If someone walks into the room and says, "You are not talking to these people at all," that should not be a weird social move. It should be a recognized kind of contribution. 

If you're going to take on a de facto leadership role in an existential risk conversation, saying, "I'm bad at that kind of social cognition" can't be the end of the story. You don't need to spin, but you do need to understand how other minds work well enough to move them, or, if you can't do that, then empower people who can.

And if someone buys the core x-risk story and sincerely wants to help, "they're Republican/not our tribe/fail this social litmus test" is not a valid reason to treat them as radioactive. You only get to alienate sincere helpers when they way they want to "help" would actually damage the mission.
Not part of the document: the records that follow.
//! Per-file relocation with failure isolation.
//!
//! A relocation copies one file into its category directory under a
//! collision-free name, optionally deleting the original afterwards. Every
//! possible failure is captured into the returned [`RelocationOutcome`];
//! [`RelocationExecutor::relocate`] never propagates an error, so one broken
//! file can never abort its siblings.

use crate::unique_name;
use log::{error, info, warn};
use serde::Serialize;
use std::fs::{self, File};
use std::io;
use std::path::{Path, PathBuf};

/// A file selected for relocation during the scan phase.
///
/// Entries are derived once, before any concurrent work starts, and are
/// read-only afterwards.
#[derive(Debug, Clone, Serialize)]
pub struct FileEntry {
    /// Full path of the source file.
    pub path: PathBuf,
    /// The file's name component.
    pub base_name: String,
    /// Lowercase extension without leading dot, or empty when absent.
    pub extension: String,
    /// File size in bytes at scan time.
    pub size_bytes: u64,
}

/// How a single relocation ended.
#[derive(Debug, Clone, Copy, PartialEq, Eq, Serialize)]
pub enum RelocationStatus {
    /// The file was copied (and, when requested, the original deleted).
    Copied,
    /// Dry run: the destination was computed but nothing was touched.
    Simulated,
    /// The relocation failed; the error message is recorded.
    Failed,
    /// The run was cancelled before this file was dispatched.
    Cancelled,
}

/// The result of relocating (or simulating the relocation of) one file.
#[derive(Debug, Clone, Serialize)]
pub struct RelocationOutcome {
    /// Original source path.
    pub source: PathBuf,
    /// Category label the file was routed to.
    pub category: String,
    /// Resolved destination path, when one was computed.
    pub destination: Option<PathBuf>,
    /// Final status.
    pub status: RelocationStatus,
    /// Failure message, present only for [`RelocationStatus::Failed`].
    pub error: Option<String>,
}

impl RelocationOutcome {
    fn failed(entry: &FileEntry, category: &str, destination: Option<PathBuf>, message: String) -> Self {
        error!("{}: {}", entry.path.display(), message);
        Self {
            source: entry.path.clone(),
            category: category.to_string(),
            destination,
            status: RelocationStatus::Failed,
            error: Some(message),
        }
    }

    /// Builds the outcome for a file that was never dispatched because the
    /// run was cancelled.
    pub fn cancelled(entry: &FileEntry, category: &str) -> Self {
        Self {
            source: entry.path.clone(),
            category: category.to_string(),
            destination: None,
            status: RelocationStatus::Cancelled,
            error: None,
        }
    }
}

/// Options controlling how relocations are performed.
#[derive(Debug, Clone, Copy)]
pub struct RelocateOptions {
    /// Delete the source file after a successful copy.
    pub delete_originals: bool,
    /// Compute destinations and log intents without touching the filesystem.
    pub dry_run: bool,
}

/// Performs the copy, optional delete-of-original and error capture for one
/// file.
pub struct RelocationExecutor;

impl RelocationExecutor {
    /// Relocates `entry` into `dest_dir`, returning the outcome.
    ///
    /// Steps: ensure the destination directory exists (skipped entirely in
    /// dry runs), resolve a collision-free name, copy bytes and permissions,
    /// then delete the original when requested. Name reservation is atomic
    /// (`create_new`), so concurrent relocations into the same directory
    /// cannot claim the same destination.
    pub fn relocate(
        entry: &FileEntry,
        category: &str,
        dest_dir: &Path,
        options: &RelocateOptions,
    ) -> RelocationOutcome {
        if options.dry_run {
            let name = unique_name::preview(dest_dir, &entry.base_name);
            let destination = dest_dir.join(name);
            info!(
                "Would copy {} to {}",
                entry.path.display(),
                destination.display()
            );
            return RelocationOutcome {
                source: entry.path.clone(),
                category: category.to_string(),
                destination: Some(destination),
                status: RelocationStatus::Simulated,
                error: None,
            };
        }

        // create_dir_all treats an already-existing directory as success, so
        // concurrent workers racing on the same category are safe here.
        if let Err(e) = fs::create_dir_all(dest_dir) {
            return RelocationOutcome::failed(
                entry,
                category,
                None,
                format!("Failed to create directory {}: {}", dest_dir.display(), e),
            );
        }

        let (destination, dest_file) = match unique_name::reserve(dest_dir, &entry.base_name) {
            Ok(reserved) => reserved,
            Err(e) => {
                return RelocationOutcome::failed(
                    entry,
                    category,
                    None,
                    format!("Failed to reserve destination name: {}", e),
                );
            }
        };

        if let Err(e) = copy_contents(&entry.path, dest_file) {
            // Best-effort cleanup of the reserved, partially written file.
            let _ = fs::remove_file(&destination);
            return RelocationOutcome::failed(
                entry,
                category,
                Some(destination.clone()),
                format!("Failed to copy to {}: {}", destination.display(), e),
            );
        }

        if let Err(e) = copy_permissions(&entry.path, &destination) {
            warn!(
                "Copied {} but could not copy permissions: {}",
                destination.display(),
                e
            );
        }

        info!("Copied {} to {}", entry.path.display(), destination.display());

        if options.delete_originals {
            if let Err(e) = fs::remove_file(&entry.path) {
                return RelocationOutcome::failed(
                    entry,
                    category,
                    Some(destination),
                    format!("Copied, but failed to delete original: {}", e),
                );
            }
            info!("Deleted {}", entry.path.display());
        }

        RelocationOutcome {
            source: entry.path.clone(),
            category: category.to_string(),
            destination: Some(destination),
            status: RelocationStatus::Copied,
            error: None,
        }
    }
}

/// Streams the source file's bytes into an already-open destination file.
fn copy_contents(source: &Path, mut dest_file: File) -> io::Result<()> {
    let mut src_file = File::open(source)?;
    io::copy(&mut src_file, &mut dest_file)?;
    dest_file.sync_all()?;
    Ok(())
}

fn copy_permissions(source: &Path, destination: &Path) -> io::Result<()> {
    let permissions = fs::metadata(source)?.permissions();
    fs::set_permissions(destination, permissions)
}
//! Command-line interface.
//!
//! The CLI gathers the organize parameters (directory, flags, size bounds,
//! unit), merges them with the optional configuration file, invokes the
//! organizer and renders the returned report, either as a colored summary
//! table or as JSON.

use crate::category::Classifier;
use crate::config::OrganizeConfig;
use crate::organizer::{CancellationToken, OrganizeRequest, Organizer};
use crate::output::OutputFormatter;
use crate::size::SizeUnit;
use clap::Parser;
use std::path::PathBuf;

#[derive(Debug, Parser)]
#[command(name = "dirsift")]
#[command(about = "Classify files by extension and relocate them into category subfolders", long_about = None)]
pub struct Cli {
    /// Directory whose top-level files are organized
    pub source_dir: PathBuf,

    /// Delete each original file after a successful copy
    #[arg(long)]
    pub delete_originals: bool,

    /// Compute and log all actions without touching the filesystem
    #[arg(long)]
    pub dry_run: bool,

    /// Minimum file size in --unit units; 0 means no lower bound
    #[arg(long)]
    pub min_size: Option<f64>,

    /// Maximum file size in --unit units; 0 means no upper bound
    #[arg(long)]
    pub max_size: Option<f64>,

    /// Unit for --min-size and --max-size
    #[arg(long, value_enum)]
    pub unit: Option<SizeUnit>,

    /// Number of relocation workers; 0 picks an automatic default
    #[arg(long)]
    pub workers: Option<usize>,

    /// Path to a configuration file
    #[arg(long)]
    pub config: Option<PathBuf>,

    /// Print the report as JSON instead of the summary table
    #[arg(long)]
    pub json: bool,
}

/// Runs one organize invocation from parsed arguments.
///
/// Command-line values override configuration-file defaults; boolean flags
/// can only enable, never disable, a configured default.
pub fn run(cli: Cli) -> Result<(), String> {
    let config = OrganizeConfig::load(cli.config.as_deref())
        .map_err(|e| format!("Error loading configuration: {}", e))?;
    let filters = config
        .compile_filters()
        .map_err(|e| format!("Error compiling filters: {}", e))?;

    let mut classifier = Classifier::default();
    for rule in &config.categories {
        classifier.add_rule(&rule.label, &rule.extensions);
    }

    let request = OrganizeRequest {
        source_dir: cli.source_dir,
        delete_originals: cli.delete_originals || config.defaults.delete_originals,
        dry_run: cli.dry_run || config.defaults.dry_run,
        min_size: cli.min_size.unwrap_or(config.defaults.min_size),
        max_size: cli.max_size.unwrap_or(config.defaults.max_size),
        size_unit: cli.unit.unwrap_or_else(|| config.defaults.unit()),
    };
    let workers = cli.workers.unwrap_or(config.defaults.workers);

    if !cli.json {
        if request.dry_run {
            OutputFormatter::dry_run_notice(&format!(
                "Analyzing contents of: {}",
                request.source_dir.display()
            ));
        } else {
            OutputFormatter::info(&format!(
                "Organizing contents of: {}",
                request.source_dir.display()
            ));
        }
    }

    let mut organizer = Organizer::new()
        .with_classifier(classifier)
        .with_filters(filters)
        .with_workers(workers);

    let progress_bar = if cli.json {
        None
    } else {
        let pb = OutputFormatter::create_progress_bar(0);
        let handle = pb.clone();
        organizer = organizer.with_progress(Box::new(move |completed, total| {
            handle.set_length(total);
            handle.set_position(completed);
        }));
        Some(pb)
    };

    let report = organizer
        .organize(&request, &CancellationToken::new())
        .map_err(|e| e.to_string())?;

    if let Some(pb) = progress_bar {
        pb.finish_and_clear();
    }

    if cli.json {
        let rendered = serde_json::to_string_pretty(&report)
            .map_err(|e| format!("Error serializing report: {}", e))?;
        println!("{}", rendered);
        return Ok(());
    }

    print!("{}", report.render());
    OutputFormatter::summary_table(&report);

    if report.failed() > 0 {
        OutputFormatter::warning("Some files could not be organized. Please review errors above.");
    }
    if request.dry_run {
        OutputFormatter::success("Dry run complete. No files were modified.");
    } else {
        OutputFormatter::success("Organization complete!");
    }

    Ok(())
}
use std::io::{self, BufRead, Write};

/// Ask a yes/no question on stdout and read the answer from stdin
pub fn prompt_with_confirmation(question: &str) -> io::Result<bool> {
    let stdin = io::stdin();
    confirm_from(&mut stdin.lock(), &mut io::stdout(), question)
}

/// Only an explicit "y" or "yes" counts as agreement
pub fn confirm_from<R: BufRead, W: Write>(
    input: &mut R,
    output: &mut W,
    question: &str,
) -> io::Result<bool> {
    write!(output, "{} (y/n): ", question)?;
    output.flush()?;

    let mut answer = String::new();
    input.read_line(&mut answer)?;
    let answer = answer.trim().to_lowercase();

    Ok(answer == "y" || answer == "yes")
}
use std::collections::VecDeque;
use std::io;

/// Source of secrets entered by a person, one per prompt label
pub trait SecretPrompt {
    fn read_secret(&mut self, label: &str) -> io::Result<String>;
}

impl<F> SecretPrompt for F
where
    F: FnMut(&str) -> io::Result<String>,
{
    fn read_secret(&mut self, label: &str) -> io::Result<String> {
        self(label)
    }
}

/// Reads from the controlling terminal without echoing
#[derive(Debug, Default, Clone, Copy)]
pub struct TerminalPrompt;

impl SecretPrompt for TerminalPrompt {
    fn read_secret(&mut self, label: &str) -> io::Result<String> {
        rpassword::prompt_password(label)
    }
}

/// Replays a fixed list of answers and remembers every label asked.
///
/// Once the answers run out, reading fails with `UnexpectedEof`.
#[derive(Debug, Default, Clone)]
pub struct ScriptedPrompt {
    answers: VecDeque<String>,
    labels: Vec<String>,
}

impl ScriptedPrompt {
    pub fn new<I, S>(answers: I) -> Self
    where
        I: IntoIterator<Item = S>,
        S: Into<String>,
    {
        Self {
            answers: answers.into_iter().map(Into::into).collect(),
            labels: Vec::new(),
        }
    }

    /// Queue more answers behind the remaining ones
    pub fn push<S: Into<String>>(&mut self, answer: S) {
        self.answers.push_back(answer.into());
    }

    pub fn labels(&self) -> &[String] {
        &self.labels
    }

    pub fn times_asked(&self) -> usize {
        self.labels.len()
    }

    pub fn remaining(&self) -> usize {
        self.answers.len()
    }
}

impl SecretPrompt for ScriptedPrompt {
    fn read_secret(&mut self, label: &str) -> io::Result<String> {
        self.labels.push(label.to_string());
        self.answers.pop_front().ok_or_else(|| {
            io::Error::new(io::ErrorKind::UnexpectedEof, "no scripted answer left")
        })
    }
}

#[cfg(test)]
mod tests {
    use super::*;

    #[test]
    fn test_scripted_prompt_replays_in_order() {
        let mut prompt = ScriptedPrompt::new(["first", "second"]);
        assert_eq!(prompt.read_secret("A: ").unwrap(), "first");
        assert_eq!(prompt.read_secret("B: ").unwrap(), "second");
        assert_eq!(prompt.labels(), ["A: ", "B: "]);
        assert_eq!(prompt.remaining(), 0);
    }

    #[test]
    fn test_scripted_prompt_runs_dry() {
        let mut prompt = ScriptedPrompt::new(Vec::<String>::new());
        let err = prompt.read_secret("A: ").unwrap_err();
        assert_eq!(err.kind(), io::ErrorKind::UnexpectedEof);
        assert_eq!(prompt.times_asked(), 1);

        prompt.push("late");
        assert_eq!(prompt.read_secret("A: ").unwrap(), "late");
    }

    #[test]
    fn test_closure_prompt() {
        let mut asked = Vec::new();
        let mut prompt = |label: &str| -> io::Result<String> {
            asked.push(label.to_string());
            Ok("secret".to_string())
        };
        assert_eq!(prompt.read_secret("Password: ").unwrap(), "secret");
        drop(prompt);
        assert_eq!(asked, vec!["Password: ".to_string()]);
    }
}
I think that there's a very human reason this is all hard. For many people in this world, childhood and early careers came with a steady message, implicit or explicit, that something about them was wrong and had to change. When they finally found a culture where their weirdness was normal and their intensity was valued, of course they clung to it and built up antibodies to "you need to change." I'm not asking anyone to give that up lightly. I'm saying that if we take seriously the job this community has claimed for itself, then some of the change has to happen on our side too: where we live, who we hire, who we treat as peers, and who we share power with.

To close: if that HPMOR scene was anything more than a fun characterization, then the real-world version of that question ("What did I miss") has to include "Who isn't in this room?" and "Who am I not even trying to enlist?"

Right now, the honest answer looks too much like: classical liberals, rule of law conservatives, people with very different lives, and anyone who doesn't live within easy driving distance of Berkeley.

We wrote the parable. Please let's not live it.

-Mr. Counsel

P.S. Just to be painfully explicit, I do not think Eliezer is Voldemort and I do not think MIRI are Death Eaters. Eliezer is on the side of light; that's the only reason this critique matters at all. The only reason I can even use this parable is because he wrote HPMOR in the first place, and wrote it well enough that it became a shared language for thinking about exactly these failure modes. All credit to Yudkowsky for giving us this story; my claim is that, on this one axis, the people who learned it best haven't pushed it quite far enough in their own lives. This post is just me, very belatedly, trying to ask, "My lord, why are you leaving Harry with his wand?"

P.P.S. I'd be especially interested in pushback on my arguments, particularly whether I'm overestimating the "Berkeley Bubble" effect vs other bottlenecks and whether others have used the "no new sovereign" frame with classical liberal audiences (and if they've been successful).